▸ Problem statement: In the records below, find each line that holds "IncomingFrame" and return it.

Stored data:
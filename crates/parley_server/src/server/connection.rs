#![forbid(unsafe_code)]

use std::sync::Arc;
use std::time::{Duration, Instant};

use futures::stream::SplitSink;
use futures::{SinkExt as _, StreamExt as _};
use parley_domain::{IncomingFrame, Message, Notice, OutgoingFrame, RoomId, StoreKey, UserId};
use thiserror::Error;
use tokio::io::{AsyncRead, AsyncWrite};
use tokio::sync::mpsc;
use tokio_tungstenite::WebSocketStream;
use tokio_tungstenite::tungstenite;
use tokio_tungstenite::tungstenite::Message as WsMessage;
use tokio_tungstenite::tungstenite::protocol::CloseFrame;
use tokio_tungstenite::tungstenite::protocol::frame::coding::CloseCode;
use tracing::{debug, info, warn};

use crate::server::auth::TokenGate;
use crate::server::hub::{ConnectionId, DEFAULT_OUTBOUND_CAPACITY, HubHandle, Member};
use crate::server::store::{MessageStore, RetentionPolicy};

/// Per-connection server settings.
#[derive(Debug, Clone)]
pub struct ConnectionSettings {
	pub outbound_capacity: usize,

	/// Text frames larger than this are skipped.
	pub max_frame_bytes: usize,

	pub rate_limit_burst: u32,
	pub rate_limit_per_minute: u32,

	pub retention: RetentionPolicy,

	/// How long the writer gets to flush after the reader ends.
	pub writer_grace: Duration,
}

impl Default for ConnectionSettings {
	fn default() -> Self {
		Self {
			outbound_capacity: DEFAULT_OUTBOUND_CAPACITY,
			max_frame_bytes: 64 * 1024,
			rate_limit_burst: 0,
			rate_limit_per_minute: 0,
			retention: RetentionPolicy::default(),
			writer_grace: Duration::from_secs(5),
		}
	}
}

/// Why a connection was turned away before joining the hub.
#[derive(Debug, Error, Clone, PartialEq, Eq)]
pub enum Rejection {
	#[error("missing or invalid credentials")]
	Unauthorized,
	#[error("room not granted: {0}")]
	Forbidden(String),
}

#[derive(Debug, Error)]
pub enum SessionError {
	#[error(transparent)]
	Rejected(#[from] Rejection),
	#[error("hub is not running")]
	HubClosed,
}

/// An authorized principal bound to one room.
#[derive(Debug, Clone, PartialEq, Eq)]
pub struct Grant {
	pub user: UserId,
	pub room: RoomId,
}

/// Connection handler: authorizes, registers with the hub and runs the reader and writer loops.
#[derive(Clone)]
pub struct Gateway {
	hub: HubHandle,
	store: Arc<dyn MessageStore>,
	tokens: Arc<dyn TokenGate>,
	settings: ConnectionSettings,
}

impl Gateway {
	pub fn new(
		hub: HubHandle,
		store: Arc<dyn MessageStore>,
		tokens: Arc<dyn TokenGate>,
		settings: ConnectionSettings,
	) -> Self {
		Self {
			hub,
			store,
			tokens,
			settings,
		}
	}

	#[cfg(test)]
	pub(crate) fn hub(&self) -> &HubHandle {
		&self.hub
	}

	/// Check the bearer credential and the requested room.
	///
	/// The `Bearer ` prefix is optional. A missing or blank room means the default room.
	pub fn authorize(&self, bearer: Option<&str>, room: Option<&str>) -> Result<Grant, Rejection> {
		let token = bearer
			.map(|b| b.trim())
			.map(|b| b.strip_prefix("Bearer ").unwrap_or(b).trim())
			.filter(|b| !b.is_empty())
			.ok_or(Rejection::Unauthorized)?;

		let access = self.tokens.validate_access(token).map_err(|e| {
			debug!(error = %e, "access token rejected");
			Rejection::Unauthorized
		})?;

		let room = match room.map(str::trim).filter(|r| !r.is_empty()) {
			None => RoomId::default_room(),
			Some(raw) => RoomId::new(raw).map_err(|_| Rejection::Forbidden(raw.to_string()))?,
		};

		if !access.allows(&room) {
			return Err(Rejection::Forbidden(room.into_string()));
		}

		Ok(Grant {
			user: access.user,
			room,
		})
	}

	/// Authorize an already-upgraded stream and run its session.
	///
	/// Rejected streams get a policy close frame and never reach the hub.
	pub async fn handle_connection<S>(
		&self,
		mut ws: WebSocketStream<S>,
		bearer: Option<&str>,
		room: Option<&str>,
	) -> Result<(), SessionError>
	where
		S: AsyncRead + AsyncWrite + Unpin + Send + 'static,
	{
		let grant = match self.authorize(bearer, room) {
			Ok(grant) => grant,
			Err(rejection) => {
				metrics::counter!("parley_server_rejected_connections_total").increment(1);
				let frame = CloseFrame {
					code: CloseCode::Policy,
					reason: rejection.to_string().into(),
				};
				if let Err(e) = ws.close(Some(frame)).await {
					debug!(error = %e, "failed to send rejection close frame");
				}
				return Err(rejection.into());
			}
		};

		self.run_session(ws, grant).await
	}

	async fn run_session<S>(&self, ws: WebSocketStream<S>, grant: Grant) -> Result<(), SessionError>
	where
		S: AsyncRead + AsyncWrite + Unpin + Send + 'static,
	{
		struct ConnectionGaugeGuard;
		impl Drop for ConnectionGaugeGuard {
			fn drop(&mut self) {
				metrics::gauge!("parley_server_active_sessions").decrement(1.0);
			}
		}

		metrics::gauge!("parley_server_active_sessions").increment(1.0);
		let _guard = ConnectionGaugeGuard;

		let id = ConnectionId::next();
		let Grant { user, room } = grant;
		info!(conn = %id, user = %user, room = %room, "session started");

		let (sink, mut stream) = ws.split();
		let (tx, rx) = mpsc::channel::<OutgoingFrame>(self.settings.outbound_capacity.max(1));
		let mut writer = tokio::spawn(write_loop(id, sink, rx));

		let member = Member {
			id,
			user: user.clone(),
			room: Some(room.clone()),
			outbound: tx.clone(),
		};
		if self.hub.register(member).await.is_err() {
			warn!(conn = %id, "hub is not running; dropping session");
			return Err(SessionError::HubClosed);
		}

		self.enqueue_backlog(id, &room, &tx).await;
		drop(tx);

		let mut limiter = FrameRateLimiter::new(self.settings.rate_limit_burst, self.settings.rate_limit_per_minute);

		while let Some(frame) = stream.next().await {
			let frame = match frame {
				Ok(frame) => frame,
				Err(e) => {
					debug!(conn = %id, error = %e, "websocket read ended");
					break;
				}
			};

			match frame {
				WsMessage::Text(text) => {
					self.on_text(id, &user, &room, text.as_str(), &mut limiter).await;
				}
				WsMessage::Close(_) => break,
				WsMessage::Binary(_) => {
					metrics::counter!("parley_server_frames_skipped_total", "reason" => "binary").increment(1);
					debug!(conn = %id, "binary frame ignored");
				}
				_ => {}
			}
		}

		if self.hub.unregister(id).await.is_err() {
			debug!(conn = %id, "hub already stopped at unregister");
		}

		match tokio::time::timeout(self.settings.writer_grace, &mut writer).await {
			Ok(_) => {}
			Err(_) => {
				warn!(conn = %id, "writer did not finish in time; aborting");
				writer.abort();
			}
		}

		info!(conn = %id, user = %user, room = %room, "session ended");
		Ok(())
	}

	/// Room history (oldest first) followed by the connected notice.
	async fn enqueue_backlog(&self, id: ConnectionId, room: &RoomId, tx: &mpsc::Sender<OutgoingFrame>) {
		let key = StoreKey::room_history(room);
		let history = match self
			.store
			.read_recent(&key, Some(self.settings.retention.history_fetch_limit))
			.await
		{
			Ok(history) => history,
			Err(e) => {
				warn!(conn = %id, room = %room, error = %e, "failed to load room history");
				Vec::new()
			}
		};

		for message in history {
			if tx.send(OutgoingFrame::Chat(message)).await.is_err() {
				return;
			}
		}

		let _ = tx.send(Notice::connected(room).into()).await;
	}

	async fn on_text(&self, id: ConnectionId, user: &UserId, room: &RoomId, text: &str, limiter: &mut FrameRateLimiter) {
		metrics::counter!("parley_server_frames_in_total").increment(1);

		if text.len() > self.settings.max_frame_bytes {
			metrics::counter!("parley_server_frames_skipped_total", "reason" => "oversized").increment(1);
			debug!(conn = %id, len = text.len(), "oversized frame skipped");
			return;
		}

		if !limiter.allow() {
			metrics::counter!("parley_server_frames_skipped_total", "reason" => "rate_limited").increment(1);
			debug!(conn = %id, "frame over rate limit skipped");
			return;
		}

		let incoming: IncomingFrame = match serde_json::from_str(text) {
			Ok(frame) => frame,
			Err(e) => {
				metrics::counter!("parley_server_frames_skipped_total", "reason" => "malformed").increment(1);
				debug!(conn = %id, error = %e, "malformed frame skipped");
				return;
			}
		};

		let message = Message::new(
			user.clone(),
			incoming.content,
			chrono::Utc::now(),
			Some(room.clone()),
			incoming.target,
		);

		if let Err(e) = self.store.publish(&StoreKey::room_channel(room), &message).await {
			metrics::counter!("parley_server_store_errors_total", "op" => "publish").increment(1);
			warn!(conn = %id, room = %room, error = %e, "publish failed");
		}

		let retention = &self.settings.retention;
		if let Err(e) = self
			.store
			.append_bounded(
				&StoreKey::room_history(room),
				&message,
				Some(retention.history_max_len),
				retention.history_ttl,
			)
			.await
		{
			metrics::counter!("parley_server_store_errors_total", "op" => "history").increment(1);
			warn!(conn = %id, room = %room, error = %e, "history write failed");
		}
	}
}

/// Drain the outbound queue onto the socket, then close it.
async fn write_loop<S>(id: ConnectionId, mut sink: SplitSink<WebSocketStream<S>, WsMessage>, mut rx: mpsc::Receiver<OutgoingFrame>)
where
	S: AsyncRead + AsyncWrite + Unpin,
{
	while let Some(frame) = rx.recv().await {
		let json = match serde_json::to_string(&frame) {
			Ok(json) => json,
			Err(e) => {
				warn!(conn = %id, error = %e, "failed to encode outbound frame");
				continue;
			}
		};

		if let Err(e) = sink.send(WsMessage::text(json)).await {
			debug!(conn = %id, error = %e, "websocket write failed; closing");
			let _ = sink.close().await;
			return;
		}
		metrics::counter!("parley_server_frames_out_total").increment(1);
	}

	match sink.close().await {
		Ok(()) | Err(tungstenite::Error::ConnectionClosed) | Err(tungstenite::Error::AlreadyClosed) => {}
		Err(e) => debug!(conn = %id, error = %e, "close after drain failed"),
	}
}

#[derive(Debug, Clone)]
struct TokenBucket {
	capacity: f64,
	tokens: f64,
	refill_per_sec: f64,
	last: Instant,
}

impl TokenBucket {
	fn new(capacity: u32, refill_per_minute: u32) -> Option<Self> {
		if capacity == 0 || refill_per_minute == 0 {
			return None;
		}
		Some(Self {
			capacity: capacity as f64,
			tokens: capacity as f64,
			refill_per_sec: refill_per_minute as f64 / 60.0,
			last: Instant::now(),
		})
	}

	fn allow_at(&mut self, now: Instant) -> bool {
		let elapsed = now.saturating_duration_since(self.last).as_secs_f64();
		if elapsed > 0.0 {
			self.tokens = (self.tokens + elapsed * self.refill_per_sec).min(self.capacity);
			self.last = now;
		}
		if self.tokens >= 1.0 {
			self.tokens -= 1.0;
			true
		} else {
			false
		}
	}
}

/// Inbound frame limiter for one connection. Unlimited when burst or rate is zero.
#[derive(Debug)]
struct FrameRateLimiter {
	bucket: Option<TokenBucket>,
}

impl FrameRateLimiter {
	fn new(burst: u32, per_minute: u32) -> Self {
		Self {
			bucket: TokenBucket::new(burst, per_minute),
		}
	}

	fn allow(&mut self) -> bool {
		match self.bucket.as_mut() {
			Some(bucket) => bucket.allow_at(Instant::now()),
			None => true,
		}
	}
}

▸ Answer to this exercise:
use parley_domain::{IncomingFrame, Message, Notice, OutgoingFrame, RoomId, StoreKey, UserId};
		let incoming: IncomingFrame = match serde_json::from_str(text) {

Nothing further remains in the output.